German cartel office investigates Amazon’s treatment of small sellers - howard941
https://www.handelsblatt.com/today/companies/antitrust-german-cartel-office-investigates-amazons-treatment-of-small-sellers/23701670.html?ticket=ST-6205428-k5gUAoSGgp5JpMDs2mkz-ap1
======
Sylos
They should also investigate Amazon's treatment of their suppliers. I've
worked in two supplier companies that would have preferred to not sell to
Amazon, but essentially had no other choice.

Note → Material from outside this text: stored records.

//! Integration test: large-payload fragmentation and reassembly.
//!
//! A 40 KiB payload (comfortably over any single BLE MTU) is split into
//! `FRAGMENT` packets and fed back through a `Reassembler` out of order,
//! with a duplicate and a deadline eviction mixed in.

use raven_codec::fragment::{self, Reassembler, DEFAULT_REASSEMBLY_DEADLINE_MS};

const FRAGMENT_MTU: usize = 480;

fn payload_of(len: usize) -> Vec<u8> {
    (0..len).map(|i| (i % 256) as u8).collect()
}

#[tokio::test]
async fn forty_kib_payload_round_trips_through_fragmentation() {
    let payload = payload_of(40 * 1024);
    let fragments = fragment::split(&payload, FRAGMENT_MTU);
    assert!(fragments.len() > 1, "a 40 KiB payload must split into more than one fragment");
    assert!(fragments.iter().all(|f| f.bytes.len() <= FRAGMENT_MTU));

    let mut reassembler = Reassembler::new(DEFAULT_REASSEMBLY_DEADLINE_MS);

    // Deliver out of order, as the mesh would.
    let mut shuffled = fragments.clone();
    let shuffled_len = shuffled.len();
    shuffled.swap(0, shuffled_len - 1);
    if shuffled_len > 2 {
        shuffled.swap(1, shuffled_len / 2);
    }

    let mut result = None;
    for fragment in shuffled {
        result = reassembler.ingest(fragment, 0).expect("ingest");
    }

    let reassembled = result.expect("payload should be complete after the last fragment");
    assert_eq!(reassembled, payload);
}

#[tokio::test]
async fn duplicate_fragment_delivery_is_idempotent() {
    let payload = payload_of(2 * FRAGMENT_MTU + 17);
    let fragments = fragment::split(&payload, FRAGMENT_MTU);
    let mut reassembler = Reassembler::new(DEFAULT_REASSEMBLY_DEADLINE_MS);

    assert!(reassembler.ingest(fragments[0].clone(), 0).unwrap().is_none());
    // redelivering the same fragment must not error or disturb the buffer
    assert!(reassembler.ingest(fragments[0].clone(), 1).unwrap().is_none());
    assert!(reassembler.ingest(fragments[1].clone(), 2).unwrap().is_none());
    let reassembled = reassembler.ingest(fragments[2].clone(), 3).unwrap().expect("complete");
    assert_eq!(reassembled, payload);
}

#[tokio::test]
async fn stale_transfer_is_evicted_after_the_deadline() {
    let payload = payload_of(FRAGMENT_MTU * 3);
    let fragments = fragment::split(&payload, FRAGMENT_MTU);
    let mut reassembler = Reassembler::new(DEFAULT_REASSEMBLY_DEADLINE_MS);

    reassembler.ingest(fragments[0].clone(), 0).unwrap();
    let evicted = reassembler.evict_expired(DEFAULT_REASSEMBLY_DEADLINE_MS + 1);
    assert_eq!(evicted, vec![fragments[0].transfer_id]);

    // the rest of the transfer never completes: its buffer is gone
    assert!(reassembler.ingest(fragments[1].clone(), DEFAULT_REASSEMBLY_DEADLINE_MS + 2).unwrap().is_none());
    assert!(reassembler.ingest(fragments[2].clone(), DEFAULT_REASSEMBLY_DEADLINE_MS + 3).unwrap().is_none());
}
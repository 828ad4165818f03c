//! Golomb-coded set (GCS) filter (design spec §4.9, §Glossary "GCS").
//!
//! A BIP158-style construction: hash every member into a uniform range of
//! `N * M` values (`N` = member count, `M = 2^P` sets the false-positive
//! rate to `1/M`), sort, delta-encode, and Golomb-Rice code each delta
//! with parameter `P`. Chosen over a Bloom filter because it gives a
//! tighter size bound at the same target false-positive rate, which
//! matters when the encoded filter must fit a fixed per-REQUEST_SYNC byte
//! budget.

use crate::{GossipError, Result};

/// Default target false-positive rate for sync filters.
pub const DEFAULT_FP_RATE: f64 = 0.01;

/// Default byte budget for an encoded filter.
pub const DEFAULT_BYTE_BUDGET: usize = 400;

/// Derive the Golomb-Rice parameter `P` from a target false-positive rate:
/// `M = 2^P` is chosen so `1/M <= fp_rate`.
pub fn parameter_for_fp_rate(fp_rate: f64) -> u8 {
    if fp_rate <= 0.0 {
        return 32;
    }
    let p = (1.0 / fp_rate).log2().ceil() as i32;
    p.clamp(1, 32) as u8
}

/// Map a 32-byte item hash into the range `[0, modulus)`, matching the
/// BIP158 `hash_to_range` construction (using the item's own hash rather
/// than an external keyed hash, since our items are already digests).
fn hash_to_range(item_hash: &[u8; 32], modulus: u64) -> u64 {
    let mut buf = [0u8; 8];
    buf.copy_from_slice(&item_hash[..8]);
    let h = u64::from_be_bytes(buf);
    ((h as u128 * modulus as u128) >> 64) as u64
}

struct BitWriter {
    bytes: Vec<u8>,
    bit_pos: u8,
}

impl BitWriter {
    fn new() -> Self {
        Self { bytes: Vec::new(), bit_pos: 0 }
    }

    fn push_bit(&mut self, bit: bool) {
        if self.bit_pos == 0 {
            self.bytes.push(0);
        }
        if bit {
            let idx = self.bytes.len() - 1;
            self.bytes[idx] |= 1 << (7 - self.bit_pos);
        }
        self.bit_pos = (self.bit_pos + 1) % 8;
    }

    fn push_unary(&mut self, q: u64) {
        for _ in 0..q {
            self.push_bit(true);
        }
        self.push_bit(false);
    }

    fn push_bits(&mut self, value: u64, num_bits: u8) {
        for i in (0..num_bits).rev() {
            self.push_bit((value >> i) & 1 == 1);
        }
    }

    fn len_bytes(&self) -> usize {
        self.bytes.len()
    }

    fn into_bytes(self) -> Vec<u8> {
        self.bytes
    }
}

struct BitReader<'a> {
    bytes: &'a [u8],
    bit_pos: usize,
}

impl<'a> BitReader<'a> {
    fn new(bytes: &'a [u8]) -> Self {
        Self { bytes, bit_pos: 0 }
    }

    fn read_bit(&mut self) -> Option<bool> {
        let byte_idx = self.bit_pos / 8;
        let bit_idx = self.bit_pos % 8;
        let byte = *self.bytes.get(byte_idx)?;
        self.bit_pos += 1;
        Some((byte >> (7 - bit_idx)) & 1 == 1)
    }

    fn read_unary(&mut self) -> Option<u64> {
        let mut q = 0u64;
        loop {
            match self.read_bit()? {
                true => q += 1,
                false => return Some(q),
            }
        }
    }

    fn read_bits(&mut self, num_bits: u8) -> Option<u64> {
        let mut value = 0u64;
        for _ in 0..num_bits {
            value = (value << 1) | if self.read_bit()? { 1 } else { 0 };
        }
        Some(value)
    }
}

/// An encoded Golomb-coded set filter.
#[derive(Clone, Debug)]
pub struct GcsFilter {
    n: u64,
    p: u8,
    data: Vec<u8>,
}

impl GcsFilter {
    /// Build a filter over `items`, at Golomb-Rice parameter derived from
    /// `fp_rate`, including as many (already-sorted-by-caller-order)
    /// items as fit within `byte_budget`. Returns the filter and the
    /// number of items actually included.
    pub fn build_with_budget(items: &[[u8; 32]], fp_rate: f64, byte_budget: usize) -> (Self, usize) {
        let p = parameter_for_fp_rate(fp_rate);
        let mut included = items.len();

        loop {
            let filter = Self::encode(&items[..included], p);
            if filter.data.len() <= byte_budget || included == 0 {
                return (filter, included);
            }
            included -= 1;
        }
    }

    /// Build a filter over exactly `items` at Golomb-Rice parameter `p`,
    /// with no byte budget enforcement.
    pub fn encode(items: &[[u8; 32]], p: u8) -> Self {
        let n = items.len() as u64;
        let m = 1u64 << p;
        let modulus = n.max(1) * m;

        let mut values: Vec<u64> = items.iter().map(|h| hash_to_range(h, modulus)).collect();
        values.sort_unstable();

        let mut writer = BitWriter::new();
        let mut prev = 0u64;
        for value in &values {
            let delta = value.saturating_sub(prev);
            prev = *value;
            writer.push_unary(delta >> p);
            writer.push_bits(delta & ((1u64 << p) - 1), p);
        }

        Self { n, p, data: writer.into_bytes() }
    }

    /// Number of items the filter was built from.
    pub fn len(&self) -> u64 {
        self.n
    }

    pub fn is_empty(&self) -> bool {
        self.n == 0
    }

    /// Encoded size in bytes.
    pub fn encoded_len(&self) -> usize {
        self.data.len()
    }

    /// Golomb-Rice parameter used.
    pub fn parameter(&self) -> u8 {
        self.p
    }

    /// Test whether `item_hash` is (probably) a member of the filter.
    pub fn contains(&self, item_hash: &[u8; 32]) -> bool {
        let m = 1u64 << self.p;
        let modulus = self.n.max(1) * m;
        let target = hash_to_range(item_hash, modulus);

        let mut reader = BitReader::new(&self.data);
        let mut acc = 0u64;
        for _ in 0..self.n {
            let Some(q) = reader.read_unary() else { return false };
            let Some(r) = reader.read_bits(self.p) else { return false };
            acc += (q << self.p) | r;
            if acc == target {
                return true;
            }
            if acc > target {
                return false;
            }
        }
        false
    }

    /// Serialize as `[n: u32 BE][p: u8][data...]`.
    pub fn to_bytes(&self) -> Vec<u8> {
        let mut out = Vec::with_capacity(5 + self.data.len());
        out.extend_from_slice(&(self.n as u32).to_be_bytes());
        out.push(self.p);
        out.extend_from_slice(&self.data);
        out
    }

    pub fn from_bytes(bytes: &[u8]) -> Result<Self> {
        if bytes.len() < 5 {
            return Err(GossipError::MalformedFilter("too short".into()));
        }
        let n = u32::from_be_bytes([bytes[0], bytes[1], bytes[2], bytes[3]]) as u64;
        let p = bytes[4];
        Ok(Self { n, p, data: bytes[5..].to_vec() })
    }
}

In both of them, when sending something off to Amazon, we first of all got to
rip off the bulk packaging, then individually packed each item in their oh-so-
eco-friendly packaging (which I suppose still makes sense as they're
individually sending those items out to customers), but then if it arrived at
Amazon's warehouse and anything is wrong with that truck load, like a splinter
from the pallet damaging one or two packages, then they would usually pack
everything back onto the truck and send it back to us. Then we got to rip off
their eco-friendly packaging to check each item, pack it again and send it off
to Amazon again. The costs for sending the whole truck load back and forth, we
as supplier got to pay.

To try to avoid this, we also specifically threw away pallets that would have
even the slightest chance of splintering, or used them for other companies
that we supplied to. So, in effect we got to put the Amazon deliveries in
their eco-friendly packaging onto the shiniest dead trees that you'll ever
see.

------
jimnotgym
I have been saying for some time that Amazon can't be allowed to operate the
marketplace and be a vendor. They could have protected themselves with a
'Chinese Wall' between the departments, but chose to abuse the position.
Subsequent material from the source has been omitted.